An analysis of three such systems in Alaska, Utah and Sweden suggests 10 themes underlying the creation and sustaining of high performance. These themes are:
- Quality and system improvement as a core strategy
- Developing organizational capabilities and skills to support improvement
- Robust primary care teams at the centre of the delivery system
- Engaging patients in their care and in the design of care
- Promoting professional cultures that support teamwork, continuous improvement and patient engagement
- More effective integration of care that promotes seamless care transitions
- Information as a platform for guiding improvement
- Effective learning strategies and methods to test and scale up improvements
- Leadership activities that embrace common goals and align activities throughout the organization
- Providing an enabling environment buffering short-term factors that undermine success.
Healthcare systems in Canada have experienced difficulties in creating and sustaining large-scale improvements; local initiatives are difficult to replicate and spread, and improvement efforts are often limited in scale.

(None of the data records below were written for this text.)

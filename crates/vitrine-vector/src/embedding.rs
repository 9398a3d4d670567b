//! Embedding providers and the dimension-checked call helpers.
//!
//! Search and ingestion only ever see `dyn EmbeddingProvider`, and only
//! through [`embed_checked`] / [`embed_batch_checked`], which pin the
//! vector length to [`EMBEDDING_DIMENSION`].

use async_trait::async_trait;
use vitrine_core::text::fold;
use vitrine_core::{EMBEDDING_DIMENSION, Error, Result};

/// A text embedding backend, shared by concurrent search branches.
#[async_trait]
pub trait EmbeddingProvider: Send + Sync {
    async fn embed(&self, text: &str) -> Result<Vec<f32>>;

    /// Embed several texts, one output per input, in input order.
    ///
    /// Falls back to sequential `embed` calls.
    async fn embed_batch(&self, texts: &[&str]) -> Result<Vec<Vec<f32>>> {
        let mut results = Vec::with_capacity(texts.len());
        for text in texts {
            results.push(self.embed(text).await?);
        }
        Ok(results)
    }

    /// Check that the provider can be called at all (credentials present).
    ///
    /// Called before any I/O so misconfiguration surfaces as
    /// [`Error::Config`] rather than as an upstream failure.
    fn validate(&self) -> Result<()> {
        Ok(())
    }

    /// Length of the vectors this provider returns.
    fn dimension(&self) -> usize;

    /// Short name recorded in logs and snapshot metadata.
    fn name(&self) -> &str;
}

/// Embed one text and enforce the fixed [`EMBEDDING_DIMENSION`].
///
/// Provider failures are attributed to the "embedding provider"
/// dependency; a vector of the wrong length is a contract violation.
pub async fn embed_checked(provider: &dyn EmbeddingProvider, text: &str) -> Result<Vec<f32>> {
    let vector = provider
        .embed(text)
        .await
        .map_err(|e| e.into_upstream("embedding provider"))?;
    check_dimension(provider, &vector)?;
    Ok(vector)
}

/// Batch variant of [`embed_checked`]; also checks the vector count.
pub async fn embed_batch_checked(
    provider: &dyn EmbeddingProvider,
    texts: &[&str],
) -> Result<Vec<Vec<f32>>> {
    let vectors = provider
        .embed_batch(texts)
        .await
        .map_err(|e| e.into_upstream("embedding provider"))?;
    if vectors.len() != texts.len() {
        return Err(Error::upstream(
            "embedding provider",
            format!(
                "{} returned {} embeddings for {} inputs",
                provider.name(),
                vectors.len(),
                texts.len()
            ),
        ));
    }
    for vector in &vectors {
        check_dimension(provider, vector)?;
    }
    Ok(vectors)
}

fn check_dimension(provider: &dyn EmbeddingProvider, vector: &[f32]) -> Result<()> {
    if vector.len() != EMBEDDING_DIMENSION {
        return Err(Error::config(format!(
            "embedding provider '{}' returned {} dimensions, expected {}",
            provider.name(),
            vector.len(),
            EMBEDDING_DIMENSION
        )));
    }
    Ok(())
}

/// Offline provider for tests and `provider = "mock"` runs.
///
/// Each folded word is hashed into one of `dimension` buckets, so texts
/// sharing words point in similar directions. Output is unit length, or all
/// zeros for text without words.
pub struct MockEmbeddingProvider {
    dimension: usize,
}

impl MockEmbeddingProvider {
    pub fn new(dimension: usize) -> Self {
        Self { dimension }
    }

    fn bag_of_words(&self, text: &str) -> Vec<f32> {
        let mut vector = vec![0.0f32; self.dimension];
        if self.dimension == 0 {
            return vector;
        }
        for word in fold(text).split(|c: char| !c.is_alphanumeric()).filter(|w| !w.is_empty()) {
            let hash = fnv1a(word.as_bytes());
            let bucket = (hash % self.dimension as u64) as usize;
            vector[bucket] += if hash & (1 << 63) == 0 { 1.0 } else { -1.0 };
        }

        let norm = vector.iter().map(|x| x * x).sum::<f32>().sqrt();
        if norm > 0.0 {
            vector.iter_mut().for_each(|x| *x /= norm);
        }
        vector
    }
}

fn fnv1a(bytes: &[u8]) -> u64 {
    bytes.iter().fold(0xcbf2_9ce4_8422_2325, |hash, &b| {
        (hash ^ u64::from(b)).wrapping_mul(0x0100_0000_01b3)
    })
}

impl Default for MockEmbeddingProvider {
    fn default() -> Self {
        Self::new(EMBEDDING_DIMENSION)
    }
}

#[async_trait]
impl EmbeddingProvider for MockEmbeddingProvider {
    async fn embed(&self, text: &str) -> Result<Vec<f32>> {
        Ok(self.bag_of_words(text))
    }

    async fn embed_batch(&self, texts: &[&str]) -> Result<Vec<Vec<f32>>> {
        Ok(texts
            .iter()
            .map(|t| self.bag_of_words(t))
            .collect())
    }

    fn dimension(&self) -> usize {
        self.dimension
    }

    fn name(&self) -> &str {
        "mock"
    }
}

// ============================================================================
// Tests
// ============================================================================

#[cfg(test)]
mod tests {
    use super::*;
    use vitrine_core::ErrorKind;

    struct FailingProvider;

    #[async_trait]
    impl EmbeddingProvider for FailingProvider {
        async fn embed(&self, _text: &str) -> Result<Vec<f32>> {
            Err(Error::invalid_data("socket closed"))
        }

        fn dimension(&self) -> usize {
            EMBEDDING_DIMENSION
        }

        fn name(&self) -> &str {
            "failing"
        }
    }

    #[test]
    fn test_mock_provider_default_dimension() {
        let provider = MockEmbeddingProvider::default();
        assert_eq!(provider.dimension(), EMBEDDING_DIMENSION);
        assert_eq!(provider.name(), "mock");
        assert!(provider.validate().is_ok());
    }

    #[tokio::test]
    async fn test_mock_embed_unit_norm() {
        let provider = MockEmbeddingProvider::new(8);
        let embedding = provider.embed("áo sơ mi").await.unwrap();

        assert_eq!(embedding.len(), 8);
        let norm: f32 = embedding.iter().map(|x| x * x).sum::<f32>().sqrt();
        assert!((norm - 1.0).abs() < 1e-5);
    }

    #[tokio::test]
    async fn test_mock_embed_shared_words_are_closer() {
        let provider = MockEmbeddingProvider::default();
        let query = provider.embed("áo sơ mi").await.unwrap();
        let shirt = provider.embed("Áo Sơ Mi Oxford").await.unwrap();
        let trousers = provider.embed("Quần Tây Slim").await.unwrap();

        let dot = |a: &[f32], b: &[f32]| a.iter().zip(b).map(|(x, y)| x * y).sum::<f32>();
        assert!(dot(&query, &shirt) > dot(&query, &trousers));
    }

    #[tokio::test]
    async fn test_mock_embed_without_words_is_zero() {
        let provider = MockEmbeddingProvider::new(4);
        assert_eq!(provider.embed(" - ").await.unwrap(), vec![0.0; 4]);
    }

    #[tokio::test]
    async fn test_mock_embed_deterministic() {
        let provider = MockEmbeddingProvider::new(16);
        let e1 = provider.embed("same text").await.unwrap();
        let e2 = provider.embed("same text").await.unwrap();
        assert_eq!(e1, e2);
    }

    #[tokio::test]
    async fn test_embed_checked_accepts_fixed_dimension() {
        let provider = MockEmbeddingProvider::default();
        let vector = embed_checked(&provider, "quần tây").await.unwrap();
        assert_eq!(vector.len(), EMBEDDING_DIMENSION);
    }

    #[tokio::test]
    async fn test_embed_checked_rejects_wrong_dimension() {
        let provider = MockEmbeddingProvider::new(384);
        let err = embed_checked(&provider, "quần tây").await.unwrap_err();
        assert_eq!(err.kind(), ErrorKind::Configuration);
    }

    #[tokio::test]
    async fn test_embed_checked_marks_provider_failure_upstream() {
        let err = embed_checked(&FailingProvider, "x").await.unwrap_err();
        assert_eq!(err.kind(), ErrorKind::UpstreamDependency);
    }

    #[tokio::test]
    async fn test_embed_batch_checked() {
        let provider = MockEmbeddingProvider::default();
        let vectors = embed_batch_checked(&provider, &["a", "b", "c", "d"])
            .await
            .unwrap();
        assert_eq!(vectors.len(), 4);
        assert!(vectors.iter().all(|v| v.len() == EMBEDDING_DIMENSION));
    }

    #[test]
    fn test_trait_object_safety() {
        fn _assert_object_safe(_: &dyn EmbeddingProvider) {}
    }
}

Canada could support a broader strategy to implement many of the elements responsible for success in the three exemplary systems studied. These elements include:
- Expand and enhance the roles of quality councils and similar bodies to support the development of improvement skills and to facilitate system-wide efforts to improve the quality and efficiency of care
- Create greater local capacity for improvement through training and leadership development
- Place greater emphasis on physician leadership training to enhance organizational capability, not just individual capability
- Identify priority areas for improvement with specific targets and timelines to help align system-wide efforts
- Continue to focus on the development of electronic clinical information systems; but enhance supports for collecting and using data on current performance even if such data require manual collection
- Expand current projects to improve patient engagement in the design and improvement of care delivery in order to promote patient-centred care and to engage and align clinicians”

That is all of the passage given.